The State of New Mexico mandates two Newborn Screens be collected on every Newborn born in New Mexico. The Newborn Screen is a blood test that is initially done between 24- 48 hours of age and the second Newborn Screen is done 10 – 14 days after birth. The New Mexico Newborn Screening Program (NMNBSP) offers screening for genetic/metabolic/endocrine and other disorders (see Newborn Screening Test Information) and provides services to over 22,000 and their families annually.
New Mexico Newborn Screening Program continues to partner with Mountain States Genetics Regional Collaborative and has also contracted with Oregon State Public Health Laboratory for testing.
Why Do We Screen?
Babies with these conditions appear normal at birth. It is only with time that the conditions affect the baby’s brain or physical development or causes other medical problems. By then the damage may be permanent. Early diagnosis and treatment can result in normal growth and development and can reduce morbidity and mortality.
Follow-Up Services
- New Mexico Newborn Screening Program has 2 Registered Nurses.
- New Mexico Newborn Screening can help prevent developmental delay, physical disability, and death in babies that look and act healthy but have a rare health problem.
- Newborn Genetic Screening Nurses are involved in the process of screening, follow-up, education, case coordination and medical care referrals.
- New Mexico Newborn Screening Program has an established relationship with the UNM Department of Pediatrics at the UNM Health Science Center/Children’s Hospital.
- Children’s Medical Services (CMS) provides clinical long-term follow-up for children that have been identified with a disorder on the newborn screening panel. Children are followed from the time of diagnosis to the age of 21.
- CMS has social workers in health offices throughout the state. Medical Social Workers provide service coordination for children and youth with special health care needs.
- CMS has an Adult Cystic Fibrosis Program and provides some adult metabolic disease services.
Healthcare Providers & Hospitals
Practitioner's Manual
Provides a wealth of information for the newborn screening practitioner including screening essentials, conditions included in the screening panel, summary of conditions, criteria for requesting follow-up specimens, screening practices, recommendations for specimen collection, unsatisfactory specimens, reporting results, problems in screening practice, educational services, fees and screening kit information, exemptions, and more.
Test Information
Our Newborn Screening Test Information document offers a comprehensive listing all of the conditions and disorders which the newborn screening program currently tests for.
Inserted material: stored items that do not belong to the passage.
use chrono::{Duration, NaiveDateTime, Utc};
use log::{error, info};
use rocket::http::{Cookie, CookieJar, Status};
use rocket::request::{FromRequest, Outcome, Request};
use rocket::response::Redirect;
use rocket::State;
use serde::Serialize;
use sha2::{Digest, Sha256};

use crate::config::AppConfig;
use crate::db::DbPool;
use crate::models::activity::ActivityEntry;
use crate::models::user::User;
use crate::security::session::SessionContext;

pub const SESSION_COOKIE: &str = "newsroom_session";

pub const LOGIN_PATH: &str = "/admin/login";

pub const MSG_LOGIN_OK: &str = "Login successful";
pub const MSG_LOGGED_OUT: &str = "Logged out";
pub const MSG_USER_NOT_FOUND: &str = "User not found";
pub const MSG_INVALID_PASSWORD: &str = "Invalid password";
pub const MSG_NOT_ACTIVE: &str = "Your account is not active. Please contact an administrator.";
pub const MSG_DATABASE_ERROR: &str = "Database error";

// ── Client info request guard ──

/// Network address and client agent of the caller, handed explicitly to
/// anything that records who did what.
///
/// The address is the socket peer unless `trust_proxy_headers` is set, in
/// which case the first header present wins, in order:
///   1. CF-Connecting-IP (Cloudflare)
///   2. X-Real-IP (nginx proxy_set_header)
///   3. X-Forwarded-For (first IP in the chain = original client)
///   4. the socket peer
#[derive(Debug, Clone, Default, PartialEq)]
pub struct ClientInfo {
    pub ip_address: Option<String>,
    pub user_agent: Option<String>,
}

impl ClientInfo {
    #[cfg(test)]
    pub fn new(ip_address: &str, user_agent: &str) -> Self {
        ClientInfo {
            ip_address: Some(ip_address.to_string()),
            user_agent: Some(user_agent.to_string()),
        }
    }

    /// Key for per-client counters; hashed so raw addresses are not kept in memory.
    pub fn rate_key(&self, bucket: &str) -> String {
        format!(
            "{}:{}",
            bucket,
            hash_ip(self.ip_address.as_deref().unwrap_or("unknown"))
        )
    }
}

fn first_header(request: &Request<'_>, name: &str) -> Option<String> {
    request
        .headers()
        .get_one(name)
        .and_then(|v| v.split(',').next())
        .map(|v| v.trim())
        .filter(|v| !v.is_empty())
        .map(|v| v.to_string())
}

fn client_address(request: &Request<'_>, trust_proxy_headers: bool) -> Option<String> {
    let peer = || request.remote().map(|addr| addr.ip().to_string());
    if !trust_proxy_headers {
        return peer();
    }
    first_header(request, "CF-Connecting-IP")
        .or_else(|| first_header(request, "X-Real-IP"))
        .or_else(|| first_header(request, "X-Forwarded-For"))
        .or_else(peer)
}

#[rocket::async_trait]
impl<'r> FromRequest<'r> for ClientInfo {
    type Error = ();

    async fn from_request(request: &'r Request<'_>) -> Outcome<Self, Self::Error> {
        let trust_proxy_headers = request
            .rocket()
            .state::<AppConfig>()
            .map(|c| c.trust_proxy_headers)
            .unwrap_or(false);
        let ip_address = client_address(request, trust_proxy_headers);
        let user_agent = request
            .headers()
            .get_one("User-Agent")
            .map(|ua| ua.chars().take(512).collect());

        Outcome::Success(ClientInfo {
            ip_address,
            user_agent,
        })
    }
}

// ── Auth gate request guard ──

#[derive(Debug, Clone, Copy, PartialEq, Eq)]
pub enum GateOutcome {
    /// No session for this client.
    Anonymous,
    /// The session had been idle too long and was just logged out.
    Expired,
    /// Logged in; last activity refreshed.
    Active,
}

/// Runs the expiry check for every admin request. Always succeeds; handlers
/// call [`AuthGate::require`] to turn a missing or expired session into a
/// redirect to the login page.
pub struct AuthGate {
    pub outcome: GateOutcome,
    pub session: SessionContext,
}

impl GateOutcome {
    /// Where the request is sent instead, or `None` when it may go on.
    pub fn login_redirect(self) -> Option<String> {
        match self {
            GateOutcome::Active => None,
            GateOutcome::Expired => Some(format!("{}?expired=true", LOGIN_PATH)),
            GateOutcome::Anonymous => Some(LOGIN_PATH.to_string()),
        }
    }
}

impl AuthGate {
    pub fn require(self) -> Result<SessionContext, Redirect> {
        match self.outcome.login_redirect() {
            None => Ok(self.session),
            Some(target) => Err(Redirect::to(target)),
        }
    }
}

#[rocket::async_trait]
impl<'r> FromRequest<'r> for AuthGate {
    type Error = ();

    async fn from_request(request: &'r Request<'_>) -> Outcome<Self, Self::Error> {
        let pool = match request.guard::<&State<DbPool>>().await.succeeded() {
            Some(p) => p,
            None => return Outcome::Forward(Status::InternalServerError),
        };
        let config = match request.guard::<&State<AppConfig>>().await.succeeded() {
            Some(c) => c,
            None => return Outcome::Forward(Status::InternalServerError),
        };
        let client = request
            .guard::<ClientInfo>()
            .await
            .succeeded()
            .unwrap_or_default();

        let cookies = request.cookies();
        let mut session = match cookies.get_private(SESSION_COOKIE) {
            Some(c) => SessionContext::load(pool, c.value()),
            None => SessionContext::anonymous(),
        };

        let outcome = enforce(pool, &mut session, config.session_lifetime(), &client);
        if outcome != GateOutcome::Active {
            clear_session_cookie(cookies);
        }

        Outcome::Success(AuthGate { outcome, session })
    }
}

// ── Password utilities ──

pub fn hash_password(password: &str) -> Result<String, String> {
    bcrypt::hash(password, bcrypt::DEFAULT_COST).map_err(|e| e.to_string())
}

pub fn verify_password(password: &str, hash: &str) -> bool {
    bcrypt::verify(password, hash).unwrap_or(false)
}

// ── Login / logout ──

/// Outcome of login and logout, rendered straight into the login page.
#[derive(Debug, Clone, Serialize, PartialEq)]
pub struct AuthResult {
    pub success: bool,
    pub message: String,
}

impl AuthResult {
    fn ok(message: &str) -> Self {
        AuthResult {
            success: true,
            message: message.to_string(),
        }
    }

    fn fail(message: &str) -> Self {
        AuthResult {
            success: false,
            message: message.to_string(),
        }
    }
}

/// Verify credentials and, on success, start a session in `session`.
///
/// `identifier` may be a username or an email address. Checks run in a fixed
/// order: unknown user, wrong password, inactive account. Database failures
/// come back as a plain "Database error" result.
pub fn login(
    pool: &DbPool,
    session: &mut SessionContext,
    identifier: &str,
    password: &str,
    client: &ClientInfo,
) -> AuthResult {
    let user = match User::find_by_identifier(pool, identifier.trim()) {
        Ok(Some(u)) => u,
        Ok(None) => return AuthResult::fail(MSG_USER_NOT_FOUND),
        Err(e) => {
            error!("Login lookup failed: {}", e);
            return AuthResult::fail(MSG_DATABASE_ERROR);
        }
    };

    if !verify_password(password, &user.password_hash) {
        ActivityEntry::log(
            pool,
            Some(user.id),
            "login_failed",
            Some("user"),
            Some(user.id),
            Some("Invalid password"),
            client,
        );
        return AuthResult::fail(MSG_INVALID_PASSWORD);
    }

    if !user.is_active() {
        return AuthResult::fail(MSG_NOT_ACTIVE);
    }

    let now = Utc::now().naive_utc();
    if let Err(e) = session.begin(pool, &user, client, now) {
        error!("Session creation failed for user {}: {}", user.id, e);
        return AuthResult::fail(MSG_DATABASE_ERROR);
    }

    // Not atomic with the session insert or the log write below.
    if let Err(e) = User::touch_last_login(pool, user.id, now) {
        error!("Updating last_login for user {} failed: {}", user.id, e);
        session.destroy(pool);
        return AuthResult::fail(MSG_DATABASE_ERROR);
    }

    ActivityEntry::log(
        pool,
        Some(user.id),
        "login",
        Some("user"),
        Some(user.id),
        Some(&format!("{} logged in", user.username)),
        client,
    );
    info!("User '{}' logged in", user.username);

    AuthResult::ok(MSG_LOGIN_OK)
}

/// End the session. Always succeeds, whether or not anyone was logged in.
pub fn logout(pool: &DbPool, session: &mut SessionContext, client: &ClientInfo) -> AuthResult {
    if let Some(state) = session.state() {
        ActivityEntry::log(
            pool,
            Some(state.user_id),
            "logout",
            Some("user"),
            Some(state.user_id),
            Some(&format!("{} logged out", state.username)),
            client,
        );
    }
    session.destroy(pool);
    AuthResult::ok(MSG_LOGGED_OUT)
}

/// The per-request expiry check: log out an idle session, otherwise refresh
/// its last activity.
pub fn enforce(
    pool: &DbPool,
    session: &mut SessionContext,
    lifetime: Duration,
    client: &ClientInfo,
) -> GateOutcome {
    enforce_at(pool, session, lifetime, client, Utc::now().naive_utc())
}

pub fn enforce_at(
    pool: &DbPool,
    session: &mut SessionContext,
    lifetime: Duration,
    client: &ClientInfo,
    now: NaiveDateTime,
) -> GateOutcome {
    if !session.is_logged_in() {
        return GateOutcome::Anonymous;
    }
    if session.is_expired_at(now, lifetime) {
        if let Some(state) = session.state() {
            info!("Session for '{}' expired", state.username);
        }
        logout(pool, session, client);
        return GateOutcome::Expired;
    }
    if let Err(e) = session.touch(pool, now) {
        log::warn!("Refreshing session activity failed: {}", e);
    }
    GateOutcome::Active
}

// ── Cookies ──

pub fn set_session_cookie(cookies: &CookieJar<'_>, token: &str, secure: bool) {
    let mut cookie = Cookie::new(SESSION_COOKIE, token.to_string());
    cookie.set_http_only(true);
    cookie.set_same_site(rocket::http::SameSite::Strict);
    cookie.set_path("/");
    if secure {
        cookie.set_secure(true);
    }
    cookies.add_private(cookie);
}

pub fn clear_session_cookie(cookies: &CookieJar<'_>) {
    cookies.remove_private(Cookie::from(SESSION_COOKIE));
}

pub fn hash_ip(ip: &str) -> String {
    let mut hasher = Sha256::new();
    hasher.update(ip.as_bytes());
    hex::encode(hasher.finalize())
}
use chrono::NaiveDateTime;
use rusqlite::{params, Row};
use serde::{Deserialize, Serialize};

use crate::db::{collect_rows, DbPool};

#[derive(Debug, Serialize, Deserialize, Clone)]
pub struct Comment {
    pub id: i64,
    pub article_id: i64,
    pub user_id: Option<i64>,
    pub author_name: String,
    pub body: String,
    pub status: String, // pending, approved, spam
    pub created_at: NaiveDateTime,
}

#[derive(Debug, Deserialize)]
pub struct CommentForm {
    pub article_id: i64,
    pub user_id: Option<i64>,
    pub author_name: String,
    pub body: String,
}

impl Comment {
    fn from_row(row: &Row) -> rusqlite::Result<Self> {
        Ok(Comment {
            id: row.get("id")?,
            article_id: row.get("article_id")?,
            user_id: row.get("user_id")?,
            author_name: row.get("author_name")?,
            body: row.get("body")?,
            status: row.get("status")?,
            created_at: row.get("created_at")?,
        })
    }

    pub fn find_by_id(pool: &DbPool, id: i64) -> Option<Self> {
        let conn = pool.get().ok()?;
        conn.query_row("SELECT * FROM comments WHERE id = ?1", params![id], Self::from_row)
            .ok()
    }

    /// Approved comments for an article, oldest first.
    pub fn approved_for_article(pool: &DbPool, article_id: i64) -> Vec<Self> {
        let conn = match pool.get() {
            Ok(c) => c,
            Err(_) => return vec![],
        };
        let mut stmt = match conn.prepare(
            "SELECT * FROM comments WHERE article_id = ?1 AND status = 'approved'
             ORDER BY created_at ASC, id ASC",
        ) {
            Ok(s) => s,
            Err(_) => return vec![],
        };
        stmt.query_map(params![article_id], Self::from_row)
            .map(|rows| collect_rows("comment", rows))
            .unwrap_or_default()
    }

    /// New comments wait for moderation.
    pub fn create(pool: &DbPool, form: &CommentForm) -> Result<i64, String> {
        let conn = pool.get().map_err(|e| e.to_string())?;
        conn.execute(
            "INSERT INTO comments (article_id, user_id, author_name, body, status)
             VALUES (?1, ?2, ?3, ?4, 'pending')",
            params![form.article_id, form.user_id, form.author_name, form.body],
        )
        .map_err(|e| e.to_string())?;
        Ok(conn.last_insert_rowid())
    }

    pub fn update_status(pool: &DbPool, id: i64, status: &str) -> Result<(), String> {
        let conn = pool.get().map_err(|e| e.to_string())?;
        conn.execute(
            "UPDATE comments SET status = ?1 WHERE id = ?2",
            params![status, id],
        )
        .map_err(|e| e.to_string())?;
        Ok(())
    }
}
Newborn Genetic Screening Training
Procedure
The Newborn Screening Packing & Shipping Procedure then explains how to pack and ship specimens to the newborn screening program.
Transfusions
Collect a specimen for the Newborn Screening test before giving blood to an infant Why? If there’s a transfusion before the first newborn screening specimen is collected, it can affect results for Galactosemia, Biotinidase Deficiency, Hemoglobinopathies and Lysosomal disorders.
Parents That Choose Not To Have Newborn Screening
- Contact New Mexico Newborn Screening Program for a Newborn Screening Test Refusal form.
- Review Newborn Screening Test Refusal form with parent.
- Review with parent two newborn Screening brochures provided by the State of New Mexico Newborn Screening Program.
- Have parents sign Newborn Screening Test Refusal form stating their intention to decline screening.
- Send Newborn Screening Test Refusal form to the Newborn Screening Program, 2040 S. Pacheco, Santa Fe, NM 87505.
Brochure
This helpful brochure explains how genetic tests could save your baby’s life. It covers why babies need newborn screening tests, how the testing is performed, how you will get the results, why some babies need more testing, where you can ask questions, and more.
- English: Newborn Screening Brochure
- Spanish: Folleto Análisis de Recién Nacidos
What Happens to Leftover Blood Spots?
After Newborn Screening is completed, the small amount of dried blood that remains on the filter paper card is saved in case it needs to be retested or used to adjust the instruments to assure proper performance for testing. No blood spots collected in New Mexico will be used for research. All blood spots are destroyed at 18 months.
Blood Spot Kits
Please call 505-476-8856 or 1-877-890-4692 to order blood spot kits and allow at least 3-5 shipping days for delivery of forms.
NOTE: The State of New Mexico mandates two tests. See House Bill 479 (2005) Newborn Child Medical Test Requirements and House Bill 9 (2014) Require Newborn Infant Heart Disease Testing for details. Babies can be screened up to 6 months of age. The specimen of a baby older than 6 months will only be accepted by written request from the Oregon State Public Health Lab.
Single Kits: $40.00
- Newborn Screening single kits are designed to be used only when the family has lost the original second half of the double kit or when the Oregon State Public Health Laboratory requests another sample.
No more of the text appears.